We in no way believe the media “causes” violence. The media has a right to call someone “Hitler,” or to say their policies threaten democracy. Otherwise, all policy discussion and political jousting would soon be criminalized. Then, too, human beings are responsible for their own actions.
Still, rhetoric matters, and when a steady drumbeat tells people that democracy itself is on the brink and they use dishonesty about what someone is doing as a weapon — the Russia collusion hoax and the fake Steele dossier is a prime example — it’s not surprising that a small number of unstable individuals try to take that message to its logical and horrifying conclusion.
More, when unstable people see that their murderous, evil fantasies are being incentivized into action by people offering them hero-worship and celebrations if they just pull the trigger, the republic’s stability is threatened even more.
It’s not just the media’s fault. For decades, we have surrendered our children to ideological panhandling, otherwise known as government education. Critical thinking has been replaced with victim-blame-fixing; social justice, which once opposed capital punishment, now carries out executions in the streets and attempts them in hotel ballrooms, and celebrates them in taprooms and social media chat rooms.
An invitation to “be a Luigi” is a pass to a party of people who purposely sold their souls to a dark, inhuman world. Imagine them in power. There indeed would be No Kings, but there would be plenty of executioners.
The answer is not censorship. We must never allow our side to stoop to the violence and oppression practiced by the progressive class. Calls to regulate media or to substitute it with government (“public”) media, to crack down on misinformation, or to fix the problem by controlling speech are wrong and would lead to a heinous outcome.
Because who would decide what counts as misinformation?

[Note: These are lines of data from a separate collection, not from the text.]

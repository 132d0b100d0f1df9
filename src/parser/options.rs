//! Parsing options and configuration.

use std::ops::RangeInclusive;
use std::sync::atomic::AtomicBool;
use std::sync::Arc;

use crate::error::Error;

/// Options for parsing slide decks.
#[derive(Debug, Clone)]
pub struct ParseOptions {
    /// Extract images (placeholders are emitted when disabled)
    pub extract_images: bool,

    /// Convert legacy vector images through the raster cascade
    pub wmf_conversion: bool,

    /// Extract speaker notes
    pub extract_notes: bool,

    /// Attempt multi-column layout detection per slide
    pub detect_columns: bool,

    /// Enable the numeric boundary-estimation fallback of the column
    /// detector (the slower path)
    pub numeric_column_fallback: bool,

    /// Minimum character count for a standalone text block; shorter
    /// blocks merge into the preceding block
    pub min_block_size: usize,

    /// Slide selection (which slides to convert)
    pub slides: SlideSelection,

    /// Cooperative cancellation flag, checked between slides
    pub cancel: Option<Arc<AtomicBool>>,
}

impl ParseOptions {
    /// Create new parse options with defaults.
    pub fn new() -> Self {
        Self::default()
    }

    /// Enable or disable image extraction.
    pub fn with_images(mut self, extract: bool) -> Self {
        self.extract_images = extract;
        self
    }

    /// Enable or disable legacy-image raster conversion.
    pub fn with_wmf_conversion(mut self, convert: bool) -> Self {
        self.wmf_conversion = convert;
        self
    }

    /// Enable or disable notes extraction.
    pub fn with_notes(mut self, extract: bool) -> Self {
        self.extract_notes = extract;
        self
    }

    /// Enable or disable multi-column detection.
    pub fn with_columns(mut self, detect: bool) -> Self {
        self.detect_columns = detect;
        self
    }

    /// Enable or disable the numeric column fallback.
    pub fn with_numeric_fallback(mut self, enable: bool) -> Self {
        self.numeric_column_fallback = enable;
        self
    }

    /// Set the minimum standalone block size in characters.
    pub fn with_min_block_size(mut self, chars: usize) -> Self {
        self.min_block_size = chars;
        self
    }

    /// Set the slide selection.
    pub fn with_slides(mut self, slides: SlideSelection) -> Self {
        self.slides = slides;
        self
    }

    /// Attach a cancellation flag.
    pub fn with_cancel_flag(mut self, flag: Arc<AtomicBool>) -> Self {
        self.cancel = Some(flag);
        self
    }
}

impl Default for ParseOptions {
    fn default() -> Self {
        Self {
            extract_images: true,
            wmf_conversion: true,
            extract_notes: true,
            detect_columns: false,
            numeric_column_fallback: true,
            min_block_size: 15,
            slides: SlideSelection::All,
            cancel: None,
        }
    }
}

/// Slide selection for conversion.
#[derive(Debug, Clone, Default)]
pub enum SlideSelection {
    /// Convert all slides
    #[default]
    All,
    /// Convert a range of slides (inclusive, 1-indexed)
    Range(RangeInclusive<u32>),
    /// Convert specific slides (1-indexed)
    Slides(Vec<u32>),
}

impl SlideSelection {
    /// Check if a slide number should be included.
    pub fn includes(&self, slide: u32) -> bool {
        match self {
            SlideSelection::All => true,
            SlideSelection::Range(range) => range.contains(&slide),
            SlideSelection::Slides(slides) => slides.contains(&slide),
        }
    }

    /// Check if this selection filters anything at all.
    pub fn is_filtering(&self) -> bool {
        !matches!(self, SlideSelection::All)
    }

    /// Parse a selection string (e.g. "1-10", "1,3,5,7-10").
    pub fn parse(s: &str) -> Result<Self, Error> {
        let s = s.trim();

        if s.is_empty() || s == "all" {
            return Ok(SlideSelection::All);
        }

        // Simple range (e.g. "1-10")
        if let Some((start, end)) = s.split_once('-') {
            if !start.contains(',') && !end.contains(',') {
                let start: u32 = start
                    .trim()
                    .parse()
                    .map_err(|_| Error::InvalidSlideRange(s.to_string()))?;
                let end: u32 = end
                    .trim()
                    .parse()
                    .map_err(|_| Error::InvalidSlideRange(s.to_string()))?;
                return Ok(SlideSelection::Range(start..=end));
            }
        }

        // Comma-separated list with possible ranges
        let mut slides = Vec::new();
        for part in s.split(',') {
            let part = part.trim();
            if let Some((start, end)) = part.split_once('-') {
                let start: u32 = start
                    .trim()
                    .parse()
                    .map_err(|_| Error::InvalidSlideRange(s.to_string()))?;
                let end: u32 = end
                    .trim()
                    .parse()
                    .map_err(|_| Error::InvalidSlideRange(s.to_string()))?;
                for n in start..=end {
                    if !slides.contains(&n) {
                        slides.push(n);
                    }
                }
            } else {
                let n: u32 = part
                    .parse()
                    .map_err(|_| Error::InvalidSlideRange(s.to_string()))?;
                if !slides.contains(&n) {
                    slides.push(n);
                }
            }
        }

        slides.sort();
        Ok(SlideSelection::Slides(slides))
    }
}

#[cfg(test)]
mod tests {
    use super::*;

    #[test]
    fn test_parse_options_builder() {
        let options = ParseOptions::new()
            .with_columns(true)
            .with_numeric_fallback(false)
            .with_min_block_size(4)
            .with_notes(false);

        assert!(options.detect_columns);
        assert!(!options.numeric_column_fallback);
        assert_eq!(options.min_block_size, 4);
        assert!(!options.extract_notes);
    }

    #[test]
    fn test_default_options() {
        let options = ParseOptions::default();
        assert!(options.extract_images);
        assert!(options.wmf_conversion);
        assert!(!options.detect_columns);
        assert_eq!(options.min_block_size, 15);
    }

    #[test]
    fn test_slide_selection_includes() {
        assert!(SlideSelection::All.includes(7));

        let range = SlideSelection::Range(5..=10);
        assert!(!range.includes(4));
        assert!(range.includes(5));
        assert!(range.includes(10));
        assert!(!range.includes(11));

        let slides = SlideSelection::Slides(vec![1, 3, 5]);
        assert!(slides.includes(3));
        assert!(!slides.includes(2));
    }

    #[test]
    fn test_slide_selection_parse() {
        assert!(matches!(
            SlideSelection::parse("all").unwrap(),
            SlideSelection::All
        ));
        assert!(matches!(
            SlideSelection::parse("1-10").unwrap(),
            SlideSelection::Range(_)
        ));

        if let SlideSelection::Slides(slides) = SlideSelection::parse("1,3,5-7,10").unwrap() {
            assert_eq!(slides, vec![1, 3, 5, 6, 7, 10]);
        } else {
            panic!("Expected Slides variant");
        }

        assert!(SlideSelection::parse("x-y").is_err());
    }
}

Who would determine which viewpoints are acceptable? Who draws the line between violent rhetoric and protected speech?
Whether laying seashells in an “86-47” pattern or promising free beer for the assassination of Donald Trump is protected speech or actionable conduct lies with whoever holds power. The answer to each of those examples could vary widely, depending on the decision-maker.

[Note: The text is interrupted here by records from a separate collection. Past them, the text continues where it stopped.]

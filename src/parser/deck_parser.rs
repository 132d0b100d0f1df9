//! Per-slide pipeline orchestration.
//!
//! `DeckParser` drives classification, column detection, and reading
//! order over each slide of a source, routing pictures through the
//! raster cascade and embedded objects through recursive expansion.
//! The pipeline never fails a slide: degraded blocks and warnings are
//! preferred over aborting.

use std::sync::atomic::Ordering;
use std::sync::Arc;

use crate::error::{Error, Result};
use crate::model::{
    Block, ColumnSpan, PathId, PictureData, Resource, Shape, Slide, SlideDeck,
};
use crate::raster::{CascadeOptions, CascadeOutcome, ImageCascade, RasterRequest};

use super::classify::{
    classify, detect_title, flatten_groups, text_blocks_from_paragraphs, text_blocks_from_shape,
    ShapeRole, SlideContext,
};
use super::columns::{ColumnAssignment, ColumnDetector};
use super::options::{ParseOptions, SlideSelection};
use super::order::{mark_continuation_titles, merge_small_blocks, order_shapes};
use super::source::{DeckSource, HostAutomation, PayloadDigest, SlideShapes};

/// Converts a [`DeckSource`] into a [`SlideDeck`].
pub struct DeckParser {
    pub(crate) options: ParseOptions,
    pub(crate) cascade: ImageCascade,
    pub(crate) host: Option<Arc<dyn HostAutomation>>,
    /// Digests of every payload currently open, for cycle detection.
    pub(crate) stack: Vec<PayloadDigest>,
    pub(crate) resources: Vec<Resource>,
    picture_seq: u32,
    deck_stem: String,
}

impl DeckParser {
    /// Create a parser without host automation.
    pub fn new(options: ParseOptions, cascade_options: CascadeOptions) -> Self {
        Self::build(options, cascade_options, None)
    }

    /// Create a parser with an attached host application.
    pub fn with_host(
        options: ParseOptions,
        cascade_options: CascadeOptions,
        host: Arc<dyn HostAutomation>,
    ) -> Self {
        Self::build(options, cascade_options, Some(host))
    }

    fn build(
        options: ParseOptions,
        cascade_options: CascadeOptions,
        host: Option<Arc<dyn HostAutomation>>,
    ) -> Self {
        Self {
            options,
            cascade: ImageCascade::new(cascade_options, host.clone()),
            host,
            stack: Vec::new(),
            resources: Vec::new(),
            picture_seq: 0,
            deck_stem: String::from("deck"),
        }
    }

    /// Convert the whole source document.
    pub fn parse(mut self, source: &dyn DeckSource) -> Result<SlideDeck> {
        let mut metadata = source.metadata();
        metadata.slide_count = source.slide_count();
        self.deck_stem = sanitize_stem(metadata.title.as_deref().unwrap_or("deck"));

        let caps = source.capabilities();
        let mut selection = self.options.slides.clone();
        if selection.is_filtering() && !caps.slide_filter {
            log::warn!("slide filter is not supported by this source, converting all slides");
            selection = SlideSelection::All;
        }

        self.stack.push(source.digest());

        let mut deck = SlideDeck::new();
        deck.metadata = metadata;

        for index in 1..=source.slide_count() {
            self.check_cancelled()?;
            if !selection.includes(index) {
                continue;
            }

            match source.slide(index) {
                Ok(shapes) => {
                    let slide = self.process_slide(source, shapes, PathId::slide(index));
                    deck.slides.push(slide);
                }
                Err(e) => {
                    log::warn!("failed to read slide {}, emitting empty slide: {}", index, e);
                    deck.slides.push(Slide::new(index));
                }
            }
        }

        self.stack.pop();
        deck.resources = std::mem::take(&mut self.resources);
        Ok(deck)
    }

    pub(crate) fn is_cancelled(&self) -> bool {
        self.options
            .cancel
            .as_ref()
            .map(|flag| flag.load(Ordering::Relaxed))
            .unwrap_or(false)
    }

    fn check_cancelled(&self) -> Result<()> {
        if self.is_cancelled() {
            return Err(Error::Cancelled);
        }
        Ok(())
    }

    /// Run the full per-slide pipeline: classify, detect columns,
    /// order, convert shapes to blocks, post-process.
    pub(crate) fn process_slide(
        &mut self,
        source: &dyn DeckSource,
        shapes: SlideShapes,
        slide_path: PathId,
    ) -> Slide {
        let mut slide = Slide::new(shapes.index);

        if self.options.extract_notes && source.capabilities().notes {
            slide.notes = shapes
                .notes
                .iter()
                .filter(|n| !n.trim().is_empty())
                .cloned()
                .collect();
        }

        let flat = flatten_groups(&shapes.shapes);
        if flat.is_empty() {
            return slide;
        }
        let ctx = SlideContext::from_shapes(&flat, shapes.width, shapes.height);

        // Title first, remaining paragraphs of the title shape become
        // leading body content.
        let title_idx = detect_title(&flat, &ctx);
        let mut preface: Vec<Block> = Vec::new();
        if let Some((idx, _)) = title_idx {
            if let crate::model::ShapeContent::Text(paragraphs) = &flat[idx].content {
                if let Some(pos) = paragraphs.iter().position(|p| !p.is_empty()) {
                    let text = paragraphs[pos].plain_text().trim().to_string();
                    preface.push(Block::heading(1, text));
                    preface.extend(text_blocks_from_paragraphs(&paragraphs[pos + 1..]));
                }
            }
        }

        let others: Vec<&Shape> = flat
            .iter()
            .enumerate()
            .filter(|(i, _)| Some(*i) != title_idx.map(|(idx, _)| idx))
            .map(|(_, s)| *s)
            .collect();

        let assignment = if self.options.detect_columns {
            ColumnDetector::new(self.options.numeric_column_fallback)
                .detect(&others, shapes.width)
        } else {
            ColumnAssignment::SingleColumn
        };

        let (ordered, left_shapes) = order_shapes(others, assignment);

        let mut left_blocks: Vec<Block> = Vec::new();
        let mut right_blocks: Vec<Block> = Vec::new();
        let mut embed_seq = 0u32;

        for (i, shape) in ordered.iter().enumerate() {
            let blocks = self.shape_blocks(source, shape, &ctx, &slide_path, shapes.index, &mut embed_seq);
            match left_shapes {
                Some(left_len) if i >= left_len => right_blocks.extend(blocks),
                _ => left_blocks.extend(blocks),
            }
        }

        // Post passes run per column segment so merges never cross the
        // column boundary; the heading context flows through in order.
        let min = self.options.min_block_size;
        let mut last_heading = None;
        let preface = merge_small_blocks(
            mark_continuation_titles(preface, &mut last_heading),
            min,
        );
        let left_blocks = merge_small_blocks(
            mark_continuation_titles(left_blocks, &mut last_heading),
            min,
        );
        let right_blocks = merge_small_blocks(
            mark_continuation_titles(right_blocks, &mut last_heading),
            min,
        );

        if left_shapes.is_some() && !left_blocks.is_empty() && !right_blocks.is_empty() {
            slide.columns = Some(ColumnSpan {
                preface: preface.len(),
                left: left_blocks.len(),
            });
        }

        slide.blocks = preface;
        slide.blocks.extend(left_blocks);
        slide.blocks.extend(right_blocks);
        slide
    }

    fn shape_blocks(
        &mut self,
        source: &dyn DeckSource,
        shape: &Shape,
        ctx: &SlideContext,
        slide_path: &PathId,
        slide_index: u32,
        embed_seq: &mut u32,
    ) -> Vec<Block> {
        match classify(shape, ctx) {
            // A runner-up title candidate is just body text.
            ShapeRole::Body | ShapeRole::Title { .. } => text_blocks_from_shape(shape),
            ShapeRole::Table => match &shape.content {
                crate::model::ShapeContent::Table(grid) => vec![Block::Table {
                    rows: grid.rows.clone(),
                }],
                _ => Vec::new(),
            },
            ShapeRole::Picture => match &shape.content {
                crate::model::ShapeContent::Picture(data) => {
                    vec![self.picture_block(shape, data, slide_index)]
                }
                _ => Vec::new(),
            },
            ShapeRole::Embedded => match &shape.content {
                crate::model::ShapeContent::Embedded(payload) => {
                    *embed_seq += 1;
                    let path = slide_path.child_embed(*embed_seq);
                    vec![self.expand_embedded(source, payload, path)]
                }
                _ => Vec::new(),
            },
            ShapeRole::Skip => Vec::new(),
        }
    }

    /// Extract one picture, routing legacy vector payloads through the
    /// cascade. Failures degrade to a placeholder that keeps the alt
    /// text and the block's position.
    fn picture_block(&mut self, shape: &Shape, data: &PictureData, slide_index: u32) -> Block {
        if !self.options.extract_images {
            return Block::Image {
                resource: None,
                alt_text: data.alt_text.clone(),
            };
        }

        self.picture_seq += 1;
        let seq = self.picture_seq;
        let id = format!("img-{:04}", seq);

        if data.format.is_legacy_vector() && self.options.wmf_conversion {
            let request = RasterRequest {
                payload: &data.bytes,
                digest: PayloadDigest::of(&data.bytes),
                slide_index,
                bounds: shape.bounds,
            };
            match self.cascade.convert(&request) {
                CascadeOutcome::Converted { format, bytes, .. } => {
                    let file_name = format!("{}_{}.{}", self.deck_stem, seq, format.ext());
                    self.resources.push(
                        Resource::new(&id, file_name, bytes).with_alt_text(&data.alt_text),
                    );
                    Block::Image {
                        resource: Some(id),
                        alt_text: data.alt_text.clone(),
                    }
                }
                CascadeOutcome::Exhausted => Block::Image {
                    resource: None,
                    alt_text: data.alt_text.clone(),
                },
            }
        } else {
            let file_name = format!("{}_{}.{}", self.deck_stem, seq, data.format.ext());
            self.resources.push(
                Resource::new(&id, file_name, data.bytes.clone()).with_alt_text(&data.alt_text),
            );
            Block::Image {
                resource: Some(id),
                alt_text: data.alt_text.clone(),
            }
        }
    }
}

/// Reduce a title to a safe file-name stem for extracted images.
fn sanitize_stem(title: &str) -> String {
    let stem: String = title
        .chars()
        .take(48)
        .map(|c| if c.is_alphanumeric() || c == '-' || c == '_' { c } else { '_' })
        .collect();
    let stem = stem.trim_matches('_').to_string();
    if stem.is_empty() {
        String::from("deck")
    } else {
        stem
    }
}
//! Rendering options and configuration.

/// Options for rendering a parsed deck to a target syntax.
#[derive(Debug, Clone)]
pub struct RenderOptions {
    /// Maximum image width in pixels; switches image syntax to an
    /// HTML tag with a width constraint
    pub image_width: Option<u32>,

    /// Prefix for image paths in output (e.g. "img/")
    pub image_path_prefix: String,

    /// Emit color span tags for explicitly colored runs
    pub color_tags: bool,

    /// Escape characters that would read as markup
    pub escape_special_chars: bool,

    /// Separate slides with a horizontal rule
    pub slide_separators: bool,

    /// Annotate each slide with a slide-number comment
    pub slide_numbers: bool,

    /// Keep near-duplicate titles with a "(cont.)" suffix instead of
    /// dropping them
    pub keep_similar_titles: bool,

    /// Collapse runs of blank lines in the final output
    pub compress_blank_lines: bool,

    /// Table header policy
    pub table_header_mode: TableHeaderMode,
}

impl RenderOptions {
    /// Create new render options with defaults.
    pub fn new() -> Self {
        Self::default()
    }

    /// Set the maximum image width.
    pub fn with_image_width(mut self, width: u32) -> Self {
        self.image_width = Some(width);
        self
    }

    /// Set the image path prefix.
    pub fn with_image_prefix(mut self, prefix: impl Into<String>) -> Self {
        self.image_path_prefix = prefix.into();
        self
    }

    /// Enable or disable color tags.
    pub fn with_color_tags(mut self, enable: bool) -> Self {
        self.color_tags = enable;
        self
    }

    /// Enable or disable markup escaping.
    pub fn with_escaping(mut self, enable: bool) -> Self {
        self.escape_special_chars = enable;
        self
    }

    /// Enable or disable slide separators.
    pub fn with_slide_separators(mut self, enable: bool) -> Self {
        self.slide_separators = enable;
        self
    }

    /// Enable or disable slide-number annotations.
    pub fn with_slide_numbers(mut self, enable: bool) -> Self {
        self.slide_numbers = enable;
        self
    }

    /// Keep near-duplicate titles with a "(cont.)" suffix.
    pub fn with_similar_titles(mut self, keep: bool) -> Self {
        self.keep_similar_titles = keep;
        self
    }

    /// Enable or disable blank-line compression.
    pub fn with_blank_line_compression(mut self, enable: bool) -> Self {
        self.compress_blank_lines = enable;
        self
    }

    /// Set the table header policy.
    pub fn with_table_header_mode(mut self, mode: TableHeaderMode) -> Self {
        self.table_header_mode = mode;
        self
    }
}

impl Default for RenderOptions {
    fn default() -> Self {
        Self {
            image_width: None,
            image_path_prefix: String::from("img/"),
            color_tags: true,
            escape_special_chars: true,
            slide_separators: false,
            slide_numbers: true,
            keep_similar_titles: false,
            compress_blank_lines: true,
            table_header_mode: TableHeaderMode::FirstRow,
        }
    }
}

/// How the first table row is treated.
#[derive(Debug, Clone, Copy, PartialEq, Eq, Default)]
pub enum TableHeaderMode {
    /// The first source row is the header row
    #[default]
    FirstRow,
    /// An empty header row is synthesized and every source row is data
    Empty,
}

impl TableHeaderMode {
    /// Parse the external value ("first-row" | "empty").
    pub fn parse(s: &str) -> Option<Self> {
        match s {
            "first-row" => Some(TableHeaderMode::FirstRow),
            "empty" => Some(TableHeaderMode::Empty),
            _ => None,
        }
    }
}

That’s why the power to answer should lie with no one, as a rule. We quote Charlie Kirk here: “Hate speech does not exist legally in America. There’s ugly speech. There’s gross speech. There’s evil speech. And ALL of it is protected by the First Amendment. Keep America free.”

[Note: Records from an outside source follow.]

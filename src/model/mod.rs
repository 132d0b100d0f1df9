//! Data model for slide-deck content extraction.

mod block;
mod resource;
mod shape;
mod slide;

pub use block::{Block, EmbeddedReference, ListKind, PathId, PathSegment, TextRun, TextStyle};
pub use resource::Resource;
pub use shape::{
    Bounds, BulletKind, EmbeddedPayload, PictureData, PictureFormat, Shape, ShapeContent,
    ShapeKind, SourceParagraph, TableGrid,
};
pub use slide::{ColumnSpan, Metadata, Slide, SlideDeck};
//! TiddlyWiki wikitext syntax rules.

use once_cell::sync::Lazy;
use regex::Regex;

use super::emitter::Syntax;
use super::options::TableHeaderMode;
use super::rgb_to_hex;

static ESC_TAG: Lazy<Regex> = Lazy::new(|| Regex::new(r"<[^>]+>").unwrap());

pub(crate) struct WikiSyntax;

impl Syntax for WikiSyntax {
    fn heading(&self, out: &mut String, level: u8, text: &str) {
        out.push_str(&"!".repeat(level as usize));
        out.push(' ');
        out.push_str(text);
        out.push_str("\n\n");
    }

    fn list_item(&self, out: &mut String, level: u8, text: &str, number: Option<u32>) {
        // Wikitext numbering is positional, the ordinal itself is implied.
        let marker = if number.is_some() { "#" } else { "*" };
        out.push_str(&marker.repeat(level as usize + 1));
        out.push(' ');
        out.push_str(text.trim());
        out.push('\n');
    }

    fn paragraph(&self, out: &mut String, text: &str) {
        out.push_str(text);
        out.push_str("\n\n");
    }

    fn image(&self, out: &mut String, path: &str, max_width: Option<u32>) {
        match max_width {
            None => out.push_str(&format!("<img src=\"{}\" />\n\n", path)),
            Some(w) => out.push_str(&format!("<img src=\"{}\" width={}px />\n\n", path, w)),
        }
    }

    fn table(&self, out: &mut String, rows: &[Vec<String>], header_mode: TableHeaderMode) {
        let row_line = |row: &[String]| format!("|{}|", row.join("|"));
        match header_mode {
            TableHeaderMode::FirstRow => {
                out.push_str(&row_line(&rows[0]));
                out.push_str("h\n");
                for row in &rows[1..] {
                    out.push_str(&row_line(row));
                    out.push('\n');
                }
            }
            TableHeaderMode::Empty => {
                let empty: Vec<String> = vec![String::new(); rows[0].len()];
                out.push_str(&row_line(&empty));
                out.push_str("h\n");
                for row in rows {
                    out.push_str(&row_line(row));
                    out.push('\n');
                }
            }
        }
        out.push('\n');
    }

    fn escape(&self, text: &str) -> String {
        ESC_TAG.replace_all(text, "''''$0").into_owned()
    }

    fn accent(&self, text: &str) -> String {
        format!(" __{}__ ", text)
    }

    fn strong(&self, text: &str) -> String {
        format!(" ''{}'' ", text)
    }

    fn colored(&self, text: &str, rgb: [u8; 3]) -> String {
        format!(" @@color:{}; {} @@ ", rgb_to_hex(rgb), text)
    }

    fn hyperlink(&self, text: &str, url: &str) -> String {
        format!("[[{}|{}]]", text, url)
    }
}

#[cfg(test)]
mod tests {
    use super::*;

    #[test]
    fn test_wiki_heading() {
        let mut out = String::new();
        WikiSyntax.heading(&mut out, 2, "Section");
        assert_eq!(out, "!! Section\n\n");
    }

    #[test]
    fn test_wiki_lists() {
        let mut out = String::new();
        WikiSyntax.list_item(&mut out, 0, "bullet", None);
        WikiSyntax.list_item(&mut out, 1, "numbered", Some(1));
        assert_eq!(out, "* bullet\n## numbered\n");
    }

    #[test]
    fn test_wiki_styles() {
        assert_eq!(WikiSyntax.strong("x"), " ''x'' ");
        assert_eq!(WikiSyntax.accent("x"), " __x__ ");
        assert_eq!(WikiSyntax.hyperlink("t", "u"), "[[t|u]]");
    }

    #[test]
    fn test_wiki_escape() {
        assert_eq!(WikiSyntax.escape("a <b> c"), "a ''''<b> c");
    }
}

And on those rare occasions, when the line between violent speech and violent conduct carried out as speech (active threats of a person, or promotion of violence against that person) is too close to clearly discern, only the people, through legitimate courts of law, must decide, not powerbrokers in the Swamp.
It’s cliché to say it, but the answer really is more speech. It is alternative media. It is exposing those who call for or celebrate violence and calling for consequences, such as ostracizing them from society or firing them when they fail to meet the ethical standards of the people they work for.
Free speech does not mean that violence can be encouraged; that is not speech but conduct. And free speech doesn’t mean society cannot stand up and say, “This won’t be tolerated.”
Ultimately, the answer is simply to advocate for what conservatives have advocated for all along — a return to a society of individual liberty bound up with personal responsibility and accountability.
When we have free schools in which children are taught the critical thinking skills they need to navigate right from wrong, when strong families thrive and are able to build for their children a foundation of strong moral values, when censorship regimes are dismantled inside government so that propaganda is not an official narrative, the impulse to violence will recede.
The answer to a sick society is to heal it, not kill it.
To solve the crisis of violence before us does not demand that we exorcise our constitutional liberties; it demands that we strengthen them.